Like many Facebook users, Mark Zuckerberg turned to the social network to announce that he and his wife were expecting a baby.
But in addition to the usual baby bump photo and giddy sentiment about the impending arrival, Facebook's founder and chief executive included a somber message in his post: He and wife Priscilla Chan have suffered three miscarriages in the last two years.
It was a rare and deeply personal revelation, not just for the famously private Zuckerberg but for anyone on Facebook. Despite the company's mission to be the ultimate place for everybody to share just about everything, most people populate their feeds with only the most flattering of posts — engagement and wedding news, vacation pictures of exotic locales, promotions at work and other not-so-humble brags.
But with Zuckerberg's candid remarks on miscarriage, plus Sheryl Sandberg's recent emotional posts about her husband's death, the company's two most high-profile executives are using their status as business celebrities and tech leaders atop the world's most popular social network to draw attention to sensitive issues close to their lives. In doing so, they're shaping public discussion and providing guidance on what is appropriate to share on social media.
Industry watchers say the tendency for users to conceal their personal challenges might be putting pressure on social networks to better reflect reality, in all its ups and downs. Zuckerberg appears to be trying to embrace that philosophy by walking the walk himself.
"You feel so hopeful when you learn you're going to have a child. You start imagining who they'll become and dreaming of hopes for their future. You start making plans, and then they're gone," Zuckerberg shared in his post Friday. "It's a lonely experience. Most people don't discuss miscarriages because you worry your problems will distance you or reflect upon you — as if you're defective or did something to cause this. So you struggle on your own."
His post immediately went viral, with commenters praising the Facebook executive for his candor.

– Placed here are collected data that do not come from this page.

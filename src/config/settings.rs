// src/config/settings.rs
use std::path::PathBuf;
use std::time::Duration;

use anyhow::{anyhow, Result};

/// Process configuration, read from the environment (after `.env` is loaded).
#[derive(Debug, Clone)]
pub struct Settings {
    pub telegram_token: String,
    pub admin_chat_id: i64,
    pub scrape_interval: Duration,
    pub openai_api_key: String,
    pub openai_model: String,
    pub github: GitHubSettings,
    pub auto_push: bool,
    pub sources_path: Option<PathBuf>,
    pub pipeline_dir: PathBuf,
    pub geo_map_path: PathBuf,
    pub seen_path: PathBuf,
    pub rewrite_delay: Duration,
    pub http_port: u16,
    pub pending_ttl: Duration,
    pub edit_session_ttl: Duration,
    pub json_logs: bool,
}

#[derive(Debug, Clone, Default)]
pub struct GitHubSettings {
    pub token: String,
    /// `owner/name`
    pub repo: String,
    pub branch: String,
}

impl Settings {
    pub fn from_env() -> Self {
        Self::from_lookup(|k| std::env::var(k).ok())
    }

    /// Build settings from an arbitrary key lookup. Blank values count as unset.
    pub fn from_lookup<F>(lookup: F) -> Self
    where
        F: Fn(&str) -> Option<String>,
    {
        let get = |k: &str| lookup(k).map(|v| v.trim().to_string()).filter(|v| !v.is_empty());
        let num = |k: &str, default: u64| get(k).and_then(|v| v.parse::<u64>().ok()).unwrap_or(default);

        let pipeline_dir = get("PIPELINE_DIR").map(PathBuf::from).unwrap_or_else(|| PathBuf::from("."));
        let geo_map_path = get("GEO_MAP_PATH")
            .map(PathBuf::from)
            .unwrap_or_else(|| pipeline_dir.join("geo_map.json"));
        let seen_path = get("SEEN_PATH")
            .map(PathBuf::from)
            .unwrap_or_else(|| pipeline_dir.join("seen_articles.json"));

        Self {
            telegram_token: get("TELEGRAM_BOT_TOKEN").unwrap_or_default(),
            admin_chat_id: get("TELEGRAM_ADMIN_CHAT_ID")
                .and_then(|v| v.parse().ok())
                .unwrap_or(0),
            scrape_interval: Duration::from_secs(num("SCRAPE_INTERVAL_MINUTES", 30).saturating_mul(60)),
            openai_api_key: get("OPENAI_API_KEY").unwrap_or_default(),
            openai_model: get("OPENAI_MODEL").unwrap_or_else(|| "gpt-4o".to_string()),
            github: GitHubSettings {
                token: get("GITHUB_TOKEN").unwrap_or_default(),
                repo: get("GITHUB_REPO").unwrap_or_default(),
                branch: get("GIT_BRANCH").unwrap_or_else(|| "main".to_string()),
            },
            auto_push: get("GIT_AUTO_PUSH")
                .map(|v| v.eq_ignore_ascii_case("true") || v == "1")
                .unwrap_or(true),
            sources_path: get("RSS_SOURCES_PATH").map(PathBuf::from),
            pipeline_dir,
            geo_map_path,
            seen_path,
            rewrite_delay: Duration::from_secs(num("REWRITE_DELAY_SECS", 1)),
            http_port: get("HTTP_PORT")
                .and_then(|v| v.parse().ok())
                .unwrap_or(8080),
            pending_ttl: Duration::from_secs(num("PENDING_TTL_HOURS", 72).saturating_mul(3600)),
            edit_session_ttl: Duration::from_secs(num("EDIT_SESSION_TTL_MINUTES", 15).saturating_mul(60)),
            json_logs: get("LOG_FORMAT").is_some_and(|v| v.eq_ignore_ascii_case("json")),
        }
    }

    /// The interactive front-end cannot start without bot credentials.
    pub fn require_bot(&self) -> Result<()> {
        if self.telegram_token.is_empty() {
            return Err(anyhow!("TELEGRAM_BOT_TOKEN not set"));
        }
        if self.admin_chat_id == 0 {
            return Err(anyhow!("TELEGRAM_ADMIN_CHAT_ID not set"));
        }
        Ok(())
    }

    pub fn scrape_interval_minutes(&self) -> u64 {
        self.scrape_interval.as_secs() / 60
    }
}

#[cfg(test)]
mod tests {
    use super::*;
    use std::collections::HashMap;

    fn settings(pairs: &[(&str, &str)]) -> Settings {
        let map: HashMap<String, String> = pairs
            .iter()
            .map(|(k, v)| (k.to_string(), v.to_string()))
            .collect();
        Settings::from_lookup(|k| map.get(k).cloned())
    }

    #[test]
    fn defaults_apply_when_unset() {
        let s = settings(&[]);
        assert_eq!(s.scrape_interval_minutes(), 30);
        assert_eq!(s.openai_model, "gpt-4o");
        assert_eq!(s.github.branch, "main");
        assert!(s.auto_push);
        assert_eq!(s.http_port, 8080);
        assert_eq!(s.seen_path, PathBuf::from("./seen_articles.json"));
        assert_eq!(s.rewrite_delay, Duration::from_secs(1));
        assert!(s.require_bot().is_err());
    }

    #[test]
    fn explicit_values_win() {
        let s = settings(&[
            ("TELEGRAM_BOT_TOKEN", "tok"),
            ("TELEGRAM_ADMIN_CHAT_ID", "-100123"),
            ("SCRAPE_INTERVAL_MINUTES", "5"),
            ("GIT_AUTO_PUSH", "false"),
            ("PIPELINE_DIR", "/data"),
            ("HTTP_PORT", "0"),
            ("LOG_FORMAT", "JSON"),
        ]);
        assert!(s.require_bot().is_ok());
        assert_eq!(s.admin_chat_id, -100123);
        assert_eq!(s.scrape_interval, Duration::from_secs(300));
        assert!(!s.auto_push);
        assert_eq!(s.geo_map_path, PathBuf::from("/data/geo_map.json"));
        assert_eq!(s.http_port, 0);
        assert!(s.json_logs);
    }

    #[test]
    fn absurd_durations_saturate() {
        let s = settings(&[
            ("PENDING_TTL_HOURS", "99999999999999999"),
            ("EDIT_SESSION_TTL_MINUTES", "18446744073709551615"),
            ("SCRAPE_INTERVAL_MINUTES", "99999999999999999"),
        ]);
        assert_eq!(s.pending_ttl, Duration::from_secs(u64::MAX));
        assert_eq!(s.edit_session_ttl, Duration::from_secs(u64::MAX));
        assert_eq!(s.scrape_interval, Duration::from_secs(u64::MAX));
    }

    #[test]
    fn blank_token_counts_as_missing() {
        let s = settings(&[("TELEGRAM_BOT_TOKEN", "  "), ("TELEGRAM_ADMIN_CHAT_ID", "42")]);
        assert!(s.require_bot().unwrap_err().to_string().contains("TELEGRAM_BOT_TOKEN"));
    }
}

Some divulged their own problems with fertility. "Mark Zuckerberg" became a trending topic on Twitter and his post received about 850,000 Facebook likes within six hours of posting.
"Being the CEO of Facebook, he is really following their mentality of being open and connected with everybody. He's sharing something extremely personal that most people wouldn't even want to share with their closest friends. So this is different," technology expert Jonathan Roubini said. "It's following the philosophy of Facebook, and in doing so he's showing he's a human being like everyone else."
Physician Renee Dua, co-founder of Heal, a start-up that connects users with doctor visits, said she considered Zuckerberg and Chan brave for exposing their fertility struggles.
"I would have had a hard time doing what they've done," said Dua, who is the mother of a 1-year-old and a newborn. Often, women seek out "mommy" groups online to speak privately about their frustration in conceiving, she said. But the high-profile Zuckerberg could now open the door to a broader discussion by many people who have struggled with miscarriages — including herself.
"It can become a subject of conversation instead of something to hide," she said.
Although Facebook urges everyone to share just about everything about their lives, Zuckerberg hasn't always hewed to that philosophy himself, building a reputation as a tight-lipped, elusive introvert in a sea of outspoken Silicon Valley personalities.
Although he has publicly said everyone should have a single identity that is shared with everybody, he keeps certain Facebook posts reserved for friends only. In 2011, photos Zuckerberg posted on his private Facebook page showing him cooking with Chan and posing with a just-captured chicken were leaked after users found a loophole in Facebook's privacy settings; the Menlo Park, Calif., company immediately responded that it would fix the bug. A year later, he and Chan were married during a secret wedding that they had told friends and family would be a graduation party for Chan.
As he has become more comfortable in his role as head of Facebook, Zuckerberg has gradually let down the curtains shrouding his life. This year alone, the 31-year-old shared with his 33 million Facebook followers a photo of his mom on Mother's Day. He has held public Q&As on his page where users can ask questions "about whatever's on your mind" and promised to do more. Facebook users have also been privy to loving posts about Chan and her work as a doctor; goofy photos of their dog, Beast; and his reflections from his travels around the world.
Friday's post was his most personal yet and arguably the one that will make the most impact. He encouraged others to share their struggles, saying: "In today's open and connected world, discussing these issues doesn't distance us; it brings us together. It creates understanding and tolerance, and it gives us hope."
Brian Blau, a research director at Gartner, said it's unusual to see a CEO "set an example of what is appropriate content."
"In today's world where everything is media-centric, where we get a lot of our news from sites like Facebook, where Facebook and its competitors compete over the real-time nature of the way we live, it's important for well-known people to think about social media and use it to their advantage."
It could also be a savvy business move, resulting in more people posting more details on Facebook. But Roubini said Zuckerberg's motives seemed heartfelt.
"This kind of relatability helps Facebook's brand, but I don't think it's the main reason he did it," he said. "There are lots of people who have been through a miscarriage, and it's often made to seem like a shameful experience. So I believe he has a more humanitarian purpose."